Recently, Hormel Foods Corp reached an agreement to buy the famous Skippy peanut butter brand for a massive $700 million. The Spam and peanut butter makers have now joined in a deal, which helps a struggling Hormel company, according to an NBC report on Jan. 3
Hormel has been facing tough issues with increasing livestock feed costs. With the acquisition of Skippy, they should now be able to expand their horizons and reach wider global markets, like China.
In October, Unilever (consumer goods conglomerate) announced their plans to sell the Skippy brand, due to their desire to move to brands with more growth, such as Hellmann's and Dove.

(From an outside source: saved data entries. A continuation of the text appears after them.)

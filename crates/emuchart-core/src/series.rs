// File: crates/emuchart-core/src/series.rs
// Summary: Series normalization: raw stat points -> clean per-run (x, y)
// lists for one metric.

use crate::metric::Metric;
use crate::model::{Dataset, StatPoint};

/// A clean, finite data point in domain units.
#[derive(Clone, Copy, Debug, PartialEq)]
pub struct PointXy {
    pub x: f64,
    pub y: f64,
}

/// Identity of a series: a real run, or the synthetic cross-run aggregate.
#[derive(Clone, Copy, Debug, PartialEq, Eq, Hash)]
pub enum SeriesKey {
    Run(i64),
    Aggregate,
}

/// One renderable series: identity, legend label, stroke color, points.
#[derive(Clone, Debug)]
pub struct Series {
    pub key: SeriesKey,
    pub label: String,
    pub color: &'static str,
    pub points: Vec<PointXy>,
}

/// Normalize one run's (already sorted) stat points for a metric accessor.
///
/// X falls back from elapsed seconds to snapshot index to array position;
/// a pair is dropped when either coordinate is non-finite.
pub fn normalize_run(points: &[StatPoint], accessor: fn(&StatPoint) -> Option<f64>) -> Vec<PointXy> {
    let mut out = Vec::with_capacity(points.len());
    for (i, p) in points.iter().enumerate() {
        let x = p
            .elapsed_seconds
            .or_else(|| p.snapshot_index.map(|v| v as f64))
            .unwrap_or(i as f64);
        let Some(y) = (accessor)(p) else { continue };
        if !x.is_finite() || !y.is_finite() {
            continue;
        }
        out.push(PointXy { x, y });
    }
    out
}

/// Build the real (per-run) series for one parent run and metric. Runs with
/// zero valid points are excluded entirely; palette colors are assigned by
/// child-run order, cycling.
pub fn build_series(
    dataset: &Dataset,
    parent_id: i64,
    metric: &Metric,
    palette: &'static [&'static str],
) -> Vec<Series> {
    let mut out = Vec::new();
    for run in dataset.runs_of(parent_id) {
        let points = normalize_run(dataset.points_of(run.id), metric.accessor);
        if points.is_empty() {
            continue;
        }
        let color = palette[out.len() % palette.len()];
        out.push(Series { key: SeriesKey::Run(run.id), label: run.label(), color, points });
    }
    out
}

/// Largest x across all series, floored at 0 (the x domain is `[0, this]`).
pub fn max_x(series: &[Series]) -> f64 {
    let mut max = 0.0f64;
    for s in series {
        for p in &s.points {
            if p.x > max {
                max = p.x;
            }
        }
    }
    max
}

/// Observed y extent across all series, if any point exists.
pub fn y_extent(series: &[Series]) -> Option<(f64, f64)> {
    let mut min = f64::INFINITY;
    let mut max = f64::NEG_INFINITY;
    let mut any = false;
    for s in series {
        for p in &s.points {
            min = min.min(p.y);
            max = max.max(p.y);
            any = true;
        }
    }
    if any {
        Some((min, max))
    } else {
        None
    }
}

#[cfg(test)]
mod tests {
    use super::*;

    fn pt(id: i64, idx: Option<i64>, el: Option<f64>, mbps: Option<f64>) -> StatPoint {
        StatPoint {
            id,
            run_id: 1,
            snapshot_index: idx,
            elapsed_seconds: el,
            megabits_per_second: mbps,
            round_trip_time_ms: None,
            bottleneck_queuing_delay_ms: None,
            in_flight_packets: None,
            congestion_window_bytes: None,
        }
    }

    #[test]
    fn x_falls_back_elapsed_then_index_then_position() {
        let pts = vec![
            pt(1, Some(5), Some(2.5), Some(1.0)),
            pt(2, Some(7), None, Some(2.0)),
            pt(3, None, None, Some(3.0)),
        ];
        let out = normalize_run(&pts, |p| p.megabits_per_second);
        assert_eq!(out[0].x, 2.5);
        assert_eq!(out[1].x, 7.0);
        assert_eq!(out[2].x, 2.0); // array position
    }

    #[test]
    fn non_finite_pairs_are_dropped() {
        let pts = vec![
            pt(1, None, Some(0.0), Some(f64::NAN)),
            pt(2, None, Some(f64::INFINITY), Some(1.0)),
            pt(3, None, Some(1.0), None),
            pt(4, None, Some(2.0), Some(4.0)),
        ];
        let out = normalize_run(&pts, |p| p.megabits_per_second);
        assert_eq!(out, vec![PointXy { x: 2.0, y: 4.0 }]);
    }
}
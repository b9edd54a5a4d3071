// File: crates/emuchart-core/src/model.rs
// Summary: Experiment data model (parent runs, runs, per-second stat points)
// plus the ordering and grouping rules the charts rely on.

use std::cmp::Ordering;
use std::collections::HashMap;

use chrono::{DateTime, Utc};

/// Root grouping entity: one emulation experiment spawning child runs.
#[derive(Clone, Debug, PartialEq)]
pub struct ParentRun {
    pub id: i64,
    pub created_at: Option<DateTime<Utc>>,
}

/// One client/congestion-control configuration inside a parent run.
#[derive(Clone, Debug, PartialEq)]
pub struct Run {
    pub id: i64,
    pub created_at: Option<DateTime<Utc>>,
    pub parent_run_id: Option<i64>,
    pub client_number: Option<i64>,
    pub delay_added_ms: Option<f64>,
    pub congestion_control_algorithm_id: Option<i64>,
    pub congestion_control_algorithm_name: Option<String>,
}

impl Run {
    /// Legend label, built from whatever identifying fields are present.
    /// Falls back to the run id when nothing else is known.
    pub fn label(&self) -> String {
        let mut parts: Vec<String> = Vec::new();
        if let Some(n) = self.client_number {
            parts.push(format!("client {}", n));
        }
        if let Some(name) = &self.congestion_control_algorithm_name {
            if !name.is_empty() {
                parts.push(name.clone());
            }
        }
        if let Some(d) = self.delay_added_ms {
            if d.is_finite() && d > 0.0 {
                parts.push(format!("+{}ms", trim_float(d)));
            }
        }
        if parts.is_empty() {
            format!("run {}", self.id)
        } else {
            parts.join(" · ")
        }
    }
}

/// One per-second network performance sample.
#[derive(Clone, Debug, PartialEq)]
pub struct StatPoint {
    pub id: i64,
    pub run_id: i64,
    pub snapshot_index: Option<i64>,
    pub elapsed_seconds: Option<f64>,
    pub megabits_per_second: Option<f64>,
    pub round_trip_time_ms: Option<f64>,
    pub bottleneck_queuing_delay_ms: Option<f64>,
    pub in_flight_packets: Option<i64>,
    pub congestion_window_bytes: Option<f64>,
}

/// Sort parent runs newest first: created-at descending with nulls last,
/// then id descending as the final tie-break.
pub fn sort_parent_runs(parents: &mut [ParentRun]) {
    parents.sort_by(|a, b| {
        match (&a.created_at, &b.created_at) {
            (Some(ta), Some(tb)) => tb.cmp(ta).then(b.id.cmp(&a.id)),
            (Some(_), None) => Ordering::Less,
            (None, Some(_)) => Ordering::Greater,
            (None, None) => b.id.cmp(&a.id),
        }
    });
}

/// Sort stat points by snapshot index ascending, tie-broken by elapsed
/// seconds ascending. Null index/elapsed sorts last (treated as +infinity).
pub fn sort_stat_points(points: &mut [StatPoint]) {
    points.sort_by(|a, b| {
        cmp_opt_i64(a.snapshot_index, b.snapshot_index)
            .then_with(|| cmp_opt_f64(a.elapsed_seconds, b.elapsed_seconds))
    });
}

fn cmp_opt_i64(a: Option<i64>, b: Option<i64>) -> Ordering {
    match (a, b) {
        (Some(x), Some(y)) => x.cmp(&y),
        (Some(_), None) => Ordering::Less,
        (None, Some(_)) => Ordering::Greater,
        (None, None) => Ordering::Equal,
    }
}

fn cmp_opt_f64(a: Option<f64>, b: Option<f64>) -> Ordering {
    match (a, b) {
        (Some(x), Some(y)) => x.partial_cmp(&y).unwrap_or(Ordering::Equal),
        (Some(_), None) => Ordering::Less,
        (None, Some(_)) => Ordering::Greater,
        (None, None) => Ordering::Equal,
    }
}

/// The three input collections grouped for chart consumption.
///
/// Runs without a parent reference are excluded from grouping; stat points
/// whose run is not in the loaded set are dropped. Points are stored sorted.
pub struct Dataset {
    parents: Vec<ParentRun>,
    runs_by_parent: HashMap<i64, Vec<Run>>,
    points_by_run: HashMap<i64, Vec<StatPoint>>,
}

impl Dataset {
    pub fn new(mut parents: Vec<ParentRun>, runs: Vec<Run>, points: Vec<StatPoint>) -> Self {
        sort_parent_runs(&mut parents);

        let mut runs_by_parent: HashMap<i64, Vec<Run>> = HashMap::new();
        let mut run_ids: std::collections::HashSet<i64> = std::collections::HashSet::new();
        for run in runs {
            let Some(parent_id) = run.parent_run_id else {
                continue; // orphaned
            };
            run_ids.insert(run.id);
            runs_by_parent.entry(parent_id).or_default().push(run);
        }
        for siblings in runs_by_parent.values_mut() {
            siblings.sort_by_key(|r| r.id);
        }

        let mut points_by_run: HashMap<i64, Vec<StatPoint>> = HashMap::new();
        for p in points {
            if run_ids.contains(&p.run_id) {
                points_by_run.entry(p.run_id).or_default().push(p);
            }
        }
        for pts in points_by_run.values_mut() {
            sort_stat_points(pts);
        }

        Self { parents, runs_by_parent, points_by_run }
    }

    /// Parent runs, newest first.
    pub fn parents(&self) -> &[ParentRun] {
        &self.parents
    }

    /// Child runs of one parent, in id order. Empty when unknown.
    pub fn runs_of(&self, parent_id: i64) -> &[Run] {
        self.runs_by_parent.get(&parent_id).map(Vec::as_slice).unwrap_or(&[])
    }

    /// Sorted stat points of one run. Empty when unknown.
    pub fn points_of(&self, run_id: i64) -> &[StatPoint] {
        self.points_by_run.get(&run_id).map(Vec::as_slice).unwrap_or(&[])
    }

    pub fn child_run_count(&self, parent_id: i64) -> usize {
        self.runs_of(parent_id).len()
    }
}

/// Format a float without trailing zeros (for labels like "+50ms").
pub(crate) fn trim_float(v: f64) -> String {
    let mut s = format!("{:.6}", v);
    while s.ends_with('0') {
        s.pop();
    }
    if s.ends_with('.') {
        s.pop();
    }
    s
}
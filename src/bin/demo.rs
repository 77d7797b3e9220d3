// Encrypt a sentence under a fixed key, then recover it through nothing but
// the padding oracle.
use padding_oracle::{recover_message_with_progress, AttackConfig, CbcHarness, Progress};

use rand::{rngs::StdRng, SeedableRng};

const KEY: &str = "140b41b22a29beb4061bda66b6747e14";
const PLAINTEXT: &str = "This attack completely breaks any block cipher using CBC mode, given a \
                         padding oracle. Implementation should be switched to more secure \
                         modes, such as CTR.";

fn main() -> Result<(), Box<dyn std::error::Error>> {
    simple_logger::init_with_level(log::Level::Info)?;

    let key: [u8; 16] = hex::decode(KEY)?
        .try_into()
        .map_err(|_| "demo key must be 16 bytes")?;
    let mut harness = CbcHarness::new(key, StdRng::from_entropy());
    let ciphertext = harness.encrypt(PLAINTEXT.as_bytes());
    println!("ciphertext: {}", hex::encode(&ciphertext));

    let config = AttackConfig {
        parallel_blocks: false,
        ..AttackConfig::default()
    };
    let message = recover_message_with_progress(&ciphertext, &harness, &config, &|progress| {
        if let Progress::Block { block, plaintext } = progress {
            println!("block {block:>2}: {}", String::from_utf8_lossy(&plaintext));
        }
    })?;

    println!("{}", String::from_utf8_lossy(&message));
    Ok(())
}
pub(crate) async fn recover_byte_async_counted<O: AsyncPaddingOracle>(
    oracle: &O,
    position: usize,
    target: &[u8],
    predecessor: &[u8],
    known_suffix: &[u8],
    config: &AttackConfig,
) -> Result<(u8, usize), ByteError> {
    let pad = padding_value(position, target, predecessor, known_suffix)?;
    let base = forge_candidate(predecessor, position, known_suffix, pad);

    let (mut valid_trials, mut queries) = stream::iter(0..=u8::MAX)
        .map(|trial| {
            let mut candidate = base.clone();
            candidate[position] = trial;
            async move {
                let (valid, attempts) = query_async(oracle, &candidate, target, config).await?;
                Ok::<_, ByteError>((valid.then_some(trial), attempts))
            }
        })
        .buffer_unordered(config.concurrency.max(1))
        .try_fold((Vec::<u8>::new(), 0), |(mut trials, queries), (trial, attempts)| {
            trials.extend(trial);
            future::ready(Ok((trials, queries + attempts)))
        })
        .await?;
    valid_trials.sort_unstable();

    if needs_confirmation(config, position, &valid_trials) {
        let mut candidate = base;
        candidate[position - 1] ^= 1;
        let mut confirmed = Vec::with_capacity(valid_trials.len());
        for trial in valid_trials {
            candidate[position] = trial;
            let (valid, attempts) = query_async(oracle, &candidate, target, config).await?;
            queries += attempts;
            if valid {
                confirmed.push(trial);
            }
        }
        valid_trials = confirmed;
    }

    let byte = resolve_trials(predecessor[position], pad, &valid_trials)?;
    Ok((byte, queries))
}

/// The padding value that makes `position` the first padding byte, after
/// checking the block geometry the forged candidate relies on.
fn padding_value(
    position: usize,
    target: &[u8],
    predecessor: &[u8],
    known_suffix: &[u8],
) -> Result<u8, ByteError> {
    let layout_error = || ByteError::BlockLayout {
        position,
        block_len: target.len(),
        predecessor_len: predecessor.len(),
        suffix_len: known_suffix.len(),
    };
    if target.len() > usize::from(u8::MAX)
        || position >= target.len()
        || predecessor.len() != target.len()
        || known_suffix.len() != target.len() - position - 1
    {
        return Err(layout_error());
    }
    u8::try_from(target.len() - position).map_err(|_| layout_error())
}

/// Copy of the true predecessor with every known byte after `position`
/// forced to decrypt to `pad`.
fn forge_candidate(predecessor: &[u8], position: usize, known_suffix: &[u8], pad: u8) -> Vec<u8> {
    let mut candidate = predecessor.to_vec();
    let tail = &mut candidate[position + 1..];
    for ((forced, known), original) in tail
        .iter_mut()
        .zip(known_suffix)
        .zip(&predecessor[position + 1..])
    {
        *forced = known ^ original ^ pad;
    }
    candidate
}

fn needs_confirmation(config: &AttackConfig, position: usize, valid_trials: &[u8]) -> bool {
    config.confirm_ambiguous && position > 0 && valid_trials.len() > 1
}

/// Pick the trial byte that produced the target padding and turn it back
/// into plaintext.
fn resolve_trials(original: u8, pad: u8, valid_trials: &[u8]) -> Result<u8, ByteError> {
    let differing: Vec<u8> = valid_trials
        .iter()
        .copied()
        .filter(|trial| *trial != original)
        .collect();
    let trial = match differing.as_slice() {
        [trial] => *trial,
        [] if valid_trials.contains(&original) => original,
        [] => return Err(ByteError::NoValidTrial),
        matches => {
            return Err(ByteError::OracleInconsistency {
                matches: matches.to_vec(),
            })
        }
    };
    Ok(trial ^ pad ^ original)
}
// A padding oracle over HTTP.
//
// The server decrypts `predecessor || target` with its harness and answers
// 200 when the padding is valid, 403 when it is not. Blocks travel as hex in
// the query string.
use std::{collections::HashMap, sync::Arc};

use axum::{
    extract::{Query, State},
    http::StatusCode,
    response::IntoResponse,
    routing::get,
    Router,
};
use futures::future::BoxFuture;
use log::info;
use reqwest::Client;
use tokio::net::{TcpListener, ToSocketAddrs};

use crate::{AsyncPaddingOracle, CbcHarness, OracleOutcome, Result};

/// Serve `harness` as a padding oracle on `/check`, returning the base URL.
pub async fn spawn_oracle_server(
    address: impl ToSocketAddrs,
    harness: CbcHarness,
) -> Result<String> {
    let listener = TcpListener::bind(address).await?;
    let addr = listener.local_addr()?;
    tokio::spawn(async move {
        if let Err(e) = axum::serve(listener, router(harness)).await {
            log::error!("oracle server stopped: {e}");
        }
    });
    info!("padding oracle listening on {addr}");
    Ok(format!("http://{}", addr))
}

pub fn router(harness: CbcHarness) -> Router {
    Router::new()
        .route("/check", get(check_padding))
        .with_state(Arc::new(harness))
}

async fn check_padding(
    State(harness): State<Arc<CbcHarness>>,
    Query(params): Query<HashMap<String, String>>,
) -> impl IntoResponse {
    let decode = |name: &str| match params.get(name) {
        Some(value) => hex::decode(value).map_err(|e| format!("Illegal '{name}': {e}")),
        None => Err(format!("Missing '{name}' parameter")),
    };
    let (predecessor, target) = match (decode("predecessor"), decode("target")) {
        (Ok(p), Ok(t)) => (p, t),
        (Err(e), _) | (_, Err(e)) => return (StatusCode::BAD_REQUEST, e).into_response(),
    };

    if harness.padding_valid(&predecessor, &target) {
        (StatusCode::OK, "Padding is valid").into_response()
    } else {
        (StatusCode::FORBIDDEN, "Invalid padding").into_response()
    }
}

/// Client side of the `/check` endpoint.
#[derive(Debug, Clone)]
pub struct HttpOracle {
    client: Client,
    base_url: String,
}

impl HttpOracle {
    pub fn new(base_url: impl Into<String>) -> Self {
        Self {
            client: Client::new(),
            base_url: base_url.into(),
        }
    }

    async fn query(&self, predecessor: &[u8], target: &[u8]) -> OracleOutcome {
        let uri = format!(
            "{}/check?predecessor={}&target={}",
            self.base_url,
            hex::encode(predecessor),
            hex::encode(target)
        );
        match self.client.get(&uri).send().await {
            Ok(response) => match response.status() {
                reqwest::StatusCode::OK => OracleOutcome::Valid,
                reqwest::StatusCode::FORBIDDEN => OracleOutcome::Invalid,
                status => OracleOutcome::TransientError(format!("unexpected status {status}")),
            },
            Err(e) => OracleOutcome::TransientError(e.to_string()),
        }
    }
}

impl AsyncPaddingOracle for HttpOracle {
    fn check<'a>(
        &'a self,
        predecessor: &'a [u8],
        target: &'a [u8],
    ) -> BoxFuture<'a, OracleOutcome> {
        Box::pin(self.query(predecessor, target))
    }
}
// The padding oracle contract.
//
// An oracle answers one question: does decrypting `target` with
// `predecessor` standing in as the previous block (or IV) produce valid
// padding? It never reveals plaintext. A transient failure (timeout, broken
// connection, ...) is reported separately so it is never mistaken for
// invalid padding.
use std::sync::atomic::{AtomicUsize, Ordering};

use futures::future::BoxFuture;
use log::warn;

use crate::{AttackConfig, ByteError};

#[derive(Debug, Clone, PartialEq, Eq)]
pub enum OracleOutcome {
    Valid,
    Invalid,
    TransientError(String),
}

impl From<bool> for OracleOutcome {
    fn from(valid: bool) -> Self {
        if valid {
            Self::Valid
        } else {
            Self::Invalid
        }
    }
}

/// A blocking padding oracle.
///
/// Implementations must be deterministic and safe to call from several
/// threads at once; recovery of independent blocks may run in parallel.
pub trait PaddingOracle: Sync {
    fn check(&self, predecessor: &[u8], target: &[u8]) -> OracleOutcome;
}

impl<F> PaddingOracle for F
where
    F: Fn(&[u8], &[u8]) -> OracleOutcome + Sync,
{
    fn check(&self, predecessor: &[u8], target: &[u8]) -> OracleOutcome {
        self(predecessor, target)
    }
}

/// A padding oracle whose queries may suspend, e.g. on network I/O.
pub trait AsyncPaddingOracle: Send + Sync {
    fn check<'a>(&'a self, predecessor: &'a [u8], target: &'a [u8])
        -> BoxFuture<'a, OracleOutcome>;
}

/// Exposes a blocking oracle through the async interface.
#[derive(Debug, Clone)]
pub struct Blocking<O>(pub O);

impl<O: PaddingOracle + Send> AsyncPaddingOracle for Blocking<O> {
    fn check<'a>(
        &'a self,
        predecessor: &'a [u8],
        target: &'a [u8],
    ) -> BoxFuture<'a, OracleOutcome> {
        Box::pin(async move { self.0.check(predecessor, target) })
    }
}

/// Counts every query forwarded to the wrapped oracle.
#[derive(Debug, Default)]
pub struct CountingOracle<O> {
    inner: O,
    queries: AtomicUsize,
}

impl<O> CountingOracle<O> {
    pub fn new(inner: O) -> Self {
        Self {
            inner,
            queries: AtomicUsize::new(0),
        }
    }

    pub fn queries(&self) -> usize {
        self.queries.load(Ordering::SeqCst)
    }

    pub fn reset(&self) -> usize {
        self.queries.swap(0, Ordering::SeqCst)
    }

    pub fn into_inner(self) -> O {
        self.inner
    }
}

impl<O: PaddingOracle> PaddingOracle for CountingOracle<O> {
    fn check(&self, predecessor: &[u8], target: &[u8]) -> OracleOutcome {
        self.queries.fetch_add(1, Ordering::SeqCst);
        PaddingOracle::check(&self.inner, predecessor, target)
    }
}

impl<O: AsyncPaddingOracle> AsyncPaddingOracle for CountingOracle<O> {
    fn check<'a>(
        &'a self,
        predecessor: &'a [u8],
        target: &'a [u8],
    ) -> BoxFuture<'a, OracleOutcome> {
        self.queries.fetch_add(1, Ordering::SeqCst);
        AsyncPaddingOracle::check(&self.inner, predecessor, target)
    }
}

/// Ask the oracle about one candidate, retrying transient failures. Returns
/// the answer together with the number of oracle calls it took.
pub(crate) fn query<O: PaddingOracle>(
    oracle: &O,
    candidate: &[u8],
    target: &[u8],
    max_retries: u32,
) -> Result<(bool, usize), ByteError> {
    let attempts = max_retries + 1;
    let mut reason = String::new();
    for attempt in 1..=attempts {
        match oracle.check(candidate, target) {
            OracleOutcome::Valid => return Ok((true, attempt as usize)),
            OracleOutcome::Invalid => return Ok((false, attempt as usize)),
            OracleOutcome::TransientError(e) => {
                warn!("oracle query failed (attempt {attempt}/{attempts}): {e}");
                reason = e;
            }
        }
    }
    Err(ByteError::OracleTransient { attempts, reason })
}

/// Async counterpart of [`query`]; a query exceeding the configured timeout
/// counts as a transient failure.
pub(crate) async fn query_async<O: AsyncPaddingOracle>(
    oracle: &O,
    candidate: &[u8],
    target: &[u8],
    config: &AttackConfig,
) -> Result<(bool, usize), ByteError> {
    let attempts = config.max_retries + 1;
    let mut reason = String::new();
    for attempt in 1..=attempts {
        let outcome = tokio::time::timeout(config.oracle_timeout, oracle.check(candidate, target))
            .await
            .unwrap_or_else(|_| {
                OracleOutcome::TransientError(format!(
                    "timed out after {:?}",
                    config.oracle_timeout
                ))
            });
        match outcome {
            OracleOutcome::Valid => return Ok((true, attempt as usize)),
            OracleOutcome::Invalid => return Ok((false, attempt as usize)),
            OracleOutcome::TransientError(e) => {
                warn!("oracle query failed (attempt {attempt}/{attempts}): {e}");
                reason = e;
            }
        }
    }
    Err(ByteError::OracleTransient { attempts, reason })
}
use padding_oracle::{http, CbcHarness};

use rand::{rngs::StdRng, SeedableRng};

const DEFAULT_ADDR: &str = "127.0.0.1:9000";
const SECRET: &[u8] = b"MDAwMDA5aXRoIG15IHJhZy10b3AgZG93biBzbyBteSBoYWlyIGNhbiBibG93";

#[tokio::main]
async fn main() -> Result<(), Box<dyn std::error::Error>> {
    simple_logger::init_with_level(log::Level::Info)?;

    let addr = std::env::var("PADDING_ORACLE_ADDR").unwrap_or_else(|_| DEFAULT_ADDR.to_string());
    let mut harness = CbcHarness::random(StdRng::from_entropy());
    let ciphertext = harness.encrypt(SECRET);

    let listener = tokio::net::TcpListener::bind(&addr).await?;
    println!("serving padding oracle on http://{}", listener.local_addr()?);
    println!("ciphertext: {}", hex::encode(&ciphertext));
    axum::serve(listener, http::router(harness)).await?;
    Ok(())
}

Skippy was expected to receive approximately $400 million, by analysts. However, their $700 million deal exceeds previous expectations.
Capital markets analyst Jonathan Feeney released a statement that read:
"In our view, (Hormel's) management has made a very smart move in diversifying away from its animal protein core at a time when margins are likely to correct downward. This deal plugs that gap."
Skippy comes second only to J.M. Smucker Co's Jif, when it comes to annual sales. In 2011, $300 million in sales was reported and Hormel projects around $370 million this year.
Hormel Chief Executive Jeffrey Ettinger told media sources:
"(Skippy) allows us to grow our branded presence in the center of the store with a non-meat protein product and it reinforces our balanced portfolio."
The deal is the largest in Hormel's history, and Barclays will still serve as the sole financial adviser in Hormel affairs.